Lucy assigns you interactive tasks along the way, tasks which you may or may not execute to her satisfaction. It’s uncertain whether your dexterity and smarts impact the story, but you still don’t want to let her down.
Grappling with objects in the room, you get to stack jam jars, draw on the walls and even take a Polaroid shot (it’s possible you may have snapped a picture of the wrong thing.) Lucy’s house is fully animated, so everywhere you look, you see a part of the room. Get on your knees, grab Lucy’s hand to follow her, listen with her for the wolves—the story literally engages you.
Ready for some music, courtesy of musician/comedian Reggie Watts? Kiira Benzig’s Runnin’ surrounds you with a record store where you can use laser-lite glowsticks in order to add new sound combinations to Watts’ music. Reach out your hands and the man himself materializes on the turntable. Guess what? It’s time for a dance party.
You are whisked away to a colorful, psychedelic nightclub where the rules of gravity don’t apply. As Watts performs his 2018 single “Runnin’”, you can teleport to different areas of the club. Suddenly, the DJ is soaring high above you, and other dancers are appearing all over the place. Zap around the “room” to dance on the ceiling, down the walls and into a grassy area off to the side. There are dancers everywhere, but you’re still conscious that you’re in the middle of an open exhibit hall wearing a headset (at least in this case.) So you keep it to a cool bop while the virtual gang around you struts their stuff.
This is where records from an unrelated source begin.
//! Per-page tier placement and its run-length application.
//!
//! A [`PlacementMap`] carries one [`Tier`] tag per page. Before binding, the
//! map is partitioned into maximal runs of identical tier, so the number of
//! `mbind` round-trips equals the number of tag transitions instead of the
//! number of pages.

use std::ops::Range;

use log::trace;

use crate::error::{Error, Result};
use crate::memory::{bind_to_node, page_size};

/// Memory tier backing a single page.
#[derive(Clone, Copy, Debug, PartialEq, Eq)]
pub enum Tier {
    /// The caller's nearby node, auto-detected from the thread policy.
    Local,
    /// The explicitly named far node, e.g. CXL-attached memory.
    Remote,
}

/// Per-page placement map: one tier tag per page, in page order.
///
/// The map is an immutable snapshot, only read while the allocation runs.
/// It must cover at least the page count of the rounded region; extra
/// trailing entries are ignored.
#[derive(Clone, Copy, Debug)]
pub struct PlacementMap<'a> {
    tiers: &'a [Tier],
}

impl<'a> PlacementMap<'a> {
    /// Wraps a per-page tier slice.
    pub fn new(tiers: &'a [Tier]) -> Self {
        PlacementMap { tiers }
    }

    /// Number of pages the map describes.
    pub fn len(&self) -> usize {
        self.tiers.len()
    }

    /// Returns true if the map describes no pages.
    pub fn is_empty(&self) -> bool {
        self.tiers.is_empty()
    }

    /// Maximal same-tier runs over the first `pages` entries.
    pub(crate) fn runs(&self, pages: usize) -> Runs<'a> {
        Runs {
            tiers: &self.tiers[..pages],
            next: 0,
        }
    }
}

/// Iterator over maximal half-open page-index runs sharing one tier.
pub(crate) struct Runs<'a> {
    tiers: &'a [Tier],
    next: usize,
}

impl Iterator for Runs<'_> {
    type Item = (Range<usize>, Tier);

    fn next(&mut self) -> Option<Self::Item> {
        let start = self.next;
        let tier = *self.tiers.get(start)?;
        let mut end = start + 1;
        while self.tiers.get(end) == Some(&tier) {
            end += 1;
        }
        self.next = end;
        Some((start..end, tier))
    }
}

/// Applies a placement map over a freshly reserved region, one binding call
/// per run.
///
/// Stops at the first run whose binding fails and propagates that failure.
/// Runs already bound stay bound; the caller discards the whole region on
/// failure, so a half-bound state never outlives the failed allocation.
pub(crate) fn apply(
    base: *mut u8,
    mapped_len: usize,
    map: PlacementMap<'_>,
    local_node: usize,
    remote_node: usize,
) -> Result<()> {
    apply_with(base, mapped_len, map, local_node, remote_node, bind_to_node)
}

fn apply_with(
    base: *mut u8,
    mapped_len: usize,
    map: PlacementMap<'_>,
    local_node: usize,
    remote_node: usize,
    mut bind: impl FnMut(*mut u8, usize, usize) -> Result<()>,
) -> Result<()> {
    let pages = mapped_len / page_size();
    if map.len() < pages {
        return Err(Error::UndersizedPlacement {
            have: map.len(),
            need: pages,
        });
    }
    for (run, tier) in map.runs(pages) {
        let node = match tier {
            Tier::Local => local_node,
            Tier::Remote => remote_node,
        };
        trace!("run {:?} on {:?} -> node {}", run, tier, node);
        let run_addr = unsafe { base.add(run.start * page_size()) };
        let run_len = run.len() * page_size();
        bind(run_addr, run_len, node)?;
    }
    Ok(())
}
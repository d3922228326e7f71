//! Memory-level primitives for tiered placement.
//!
//! The `memory` module provides the following abstractions:
//! - [`page_size`]: The system page size, resolved once per process.
//! - [`NodeMask`]: A fixed-capacity, validated NUMA node bitset.
//! - [`local_node`] / [`bind_to_node`]: The raw mempolicy syscall layer.
//! - [`Region`]: A handle pairing a placed mapping with its requested size,
//!   so exactly one release matches every allocation.
//! - [`NodeResidency`]: A batched "which node backs this page" query for
//!   regions and raw address ranges.

mod node_mask;
mod page_size;
mod policy;
mod region;
mod residency;

pub use self::node_mask::{MAX_NODES, NodeMask};
pub use self::page_size::page_size;
pub use self::policy::{bind_to_node, local_node};
pub use self::region::Region;
pub use self::residency::{FormatResidency, NodeResidency, PageResidency};
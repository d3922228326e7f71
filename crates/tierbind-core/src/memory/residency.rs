use std::ptr::null;

use itertools::Itertools;
use libc::{c_int, c_ulong, c_void};
use log::{log, warn};
use serde::Serialize;

use super::page_size;
use super::region::Region;
use crate::error::{Error, Result};

/// Where the kernel reports a single page to be resident.
#[derive(Clone, Copy, Debug, PartialEq, Eq, Serialize)]
pub enum PageResidency {
    /// The page is physically backed by memory on this node.
    Node(u32),
    /// Negative kernel status: the page is not resident, faulted out, or in
    /// another special state. A normal result, not a query failure.
    Status(i32),
}

impl From<i32> for PageResidency {
    fn from(status: i32) -> Self {
        if status >= 0 {
            PageResidency::Node(status as u32)
        } else {
            PageResidency::Status(status)
        }
    }
}

/// Batched per-page residency query.
///
/// Reports which physical NUMA node currently backs every page of an address
/// range, in a single `move_pages` call with no migration requested.
pub trait NodeResidency {
    /// Current residency of every page, in address order.
    ///
    /// # Errors
    ///
    /// Returns [`Error::QueryFailed`] only if the batched query call itself
    /// fails; per-page special states are reported inside the result.
    fn page_nodes(&self) -> Result<Vec<PageResidency>>;

    /// Logs the residency of the range at the specified log level.
    fn log_residency(&self, level: log::Level) {
        match self.page_nodes() {
            Ok(pages) => log!(level, "residency: {}", pages.format_residency()),
            Err(e) => warn!("Failed to query residency: {:?}", e),
        }
    }
}

impl NodeResidency for Region {
    fn page_nodes(&self) -> Result<Vec<PageResidency>> {
        (self.ptr() as *const u8, self.mapped_len()).page_nodes()
    }
}

impl<T> NodeResidency for (*const T, usize) {
    fn page_nodes(&self) -> Result<Vec<PageResidency>> {
        let (addr, len) = *self;
        let pages = len.div_ceil(page_size());
        if pages == 0 {
            return Ok(vec![]);
        }
        let page_addrs: Vec<*const c_void> = (0..pages)
            .map(|idx| unsafe { (addr as *const u8).add(idx * page_size()) as *const c_void })
            .collect();
        let mut status = vec![-1 as c_int; pages];
        let rc = unsafe {
            libc::syscall(
                libc::SYS_move_pages,
                0 as libc::pid_t,
                pages as c_ulong,
                page_addrs.as_ptr(),
                null::<c_int>(),
                status.as_mut_ptr(),
                0 as c_int,
            )
        };
        if rc != 0 {
            return Err(Error::QueryFailed(std::io::Error::last_os_error()));
        }
        Ok(status.into_iter().map(PageResidency::from).collect())
    }
}

/// Formats per-page residency as compressed node runs.
pub trait FormatResidency {
    /// Formats residency as a human-readable string, merging equal neighbors.
    fn format_residency(&self) -> String;
}

impl FormatResidency for [PageResidency] {
    fn format_residency(&self) -> String {
        self.iter()
            .dedup_with_count()
            .map(|(count, residency)| match residency {
                PageResidency::Node(node) => format!("{}x node {}", count, node),
                PageResidency::Status(status) => format!("{}x status {}", count, status),
            })
            .join(", ")
    }
}

#[cfg(test)]
mod tests {
    use super::{FormatResidency, PageResidency};

    #[test]
    fn test_residency_from_status() {
        assert_eq!(PageResidency::from(0), PageResidency::Node(0));
        assert_eq!(PageResidency::from(3), PageResidency::Node(3));
        // -ENOENT, the kernel's "page not present"
        assert_eq!(PageResidency::from(-2), PageResidency::Status(-2));
        assert_eq!(PageResidency::from(-14), PageResidency::Status(-14));
    }

    #[test]
    fn test_format_residency_merges_runs() {
        let pages = [
            PageResidency::Node(0),
            PageResidency::Node(0),
            PageResidency::Node(1),
            PageResidency::Status(-2),
        ];
        assert_eq!(
            pages.format_residency(),
            "2x node 0, 1x node 1, 1x status -2"
        );
    }

    #[test]
    fn test_format_residency_empty() {
        let pages: [PageResidency; 0] = [];
        assert_eq!(pages.format_residency(), "");
    }
}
The Key‘s surreal and unsettling dream exploration of displacement is a unique take on the refugee story, as you help the mysterious Anna (voice of Alia Shawkat) uncover clues about her past. It’s an incredible interactive, virtual world that allows you to make full use of the room, stepping deeper into the story as you navigate the physical space.
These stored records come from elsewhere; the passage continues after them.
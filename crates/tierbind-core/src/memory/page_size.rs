use lazy_static::lazy_static;

lazy_static! {
    static ref PAGE_SIZE: usize = {
        let raw = unsafe { libc::sysconf(libc::_SC_PAGESIZE) };
        if raw > 0 { raw as usize } else { 4096 }
    };
}

/// Returns the system memory page size in bytes.
///
/// Resolved from `sysconf(_SC_PAGESIZE)` on first use and cached for the
/// process lifetime. Falls back to 4096 if the query fails or returns a
/// non-positive value, so a usable value is always returned.
pub fn page_size() -> usize {
    *PAGE_SIZE
}
use crate::memory::page_size;

/// Rounds a byte count up to a whole number of pages.
///
/// Pure in `bytes` and the process page size; allocation and deallocation
/// both recompute the mapped length through this function, so the two always
/// agree.
pub fn round_to_pages(bytes: usize) -> usize {
    pages_for(bytes) * page_size()
}

/// Number of pages spanned by `bytes`.
pub fn pages_for(bytes: usize) -> usize {
    bytes.div_ceil(page_size())
}

#[cfg(test)]
mod tests {
    use super::{pages_for, round_to_pages};
    use crate::memory::page_size;

    #[test]
    fn test_round_to_pages() {
        let page = page_size();
        assert_eq!(round_to_pages(0), 0);
        assert_eq!(round_to_pages(1), page);
        assert_eq!(round_to_pages(page - 1), page);
        assert_eq!(round_to_pages(page), page);
        assert_eq!(round_to_pages(page + 1), 2 * page);
        assert_eq!(round_to_pages(7 * page), 7 * page);
    }

    #[test]
    fn test_pages_for() {
        let page = page_size();
        assert_eq!(pages_for(0), 0);
        assert_eq!(pages_for(1), 1);
        assert_eq!(pages_for(page), 1);
        assert_eq!(pages_for(page + 1), 2);
        assert_eq!(pages_for(3 * page - 1), 3);
    }

    #[test]
    fn test_rounding_is_idempotent() {
        for bytes in [0, 1, 4095, 4096, 123_456] {
            let rounded = round_to_pages(bytes);
            assert_eq!(round_to_pages(rounded), rounded);
            assert!(rounded >= bytes);
        }
    }
}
And as if virtual worlds aren’t far enough away from the ordinary, Bonfire takes you to outer space. You start off trying to land a spacecraft (that doesn’t go so well) and when the smoke clears, you’re in completely foreign territory. Ready to explore the brightly animated planet on which you just crash landed? You’re so far from earth—it’s a mercy you have these highly nutritious food cylinders that look like marshmallows, the light of your bonfire and your robot sidekick Debbie (voice of Ali Wong.)
Last on the itinerary is the Burtonesque Gloomy Eyes, which has you entering a black box room with autumn leaves strewn on the ground. Before you’ve even put the headset on, you’re already primed for an intriguing presentation. Inside the world, lush animation floats in a black landscape as Colin Farrell narrates the story of a girl, her fiendish uncle and her zombie lover.
Once inside the experience, you have a circle of light on the floor to stay grounded as the world unfolds in pieces, one part turning to reveal another, leading you naturally in a dance around the room. Imagine an intricate, beautifully lit doll house suspended in air, as rooms are added to it before your eyes. You can tilt your head to peek around corners, and duck down to eye level with boulders in the water as the action plays out above you. Move in close to see something in detail, then step back to get the big picture.
The piece is the second chapter in directors Jorge Tereso and Fernando Maldonado’s three-part series about a forbidden zombie romance, so we’ll have to wait and see what becomes of Gloomy and his beloved Nena.
Whether your love for digitally immersive experiences is new and awestruck or established and nuanced, The Portal offers an enticing array of talent from a diversity of voices to draw you in and pique your curiosity. Which is exactly what the Film Independent mission is all about.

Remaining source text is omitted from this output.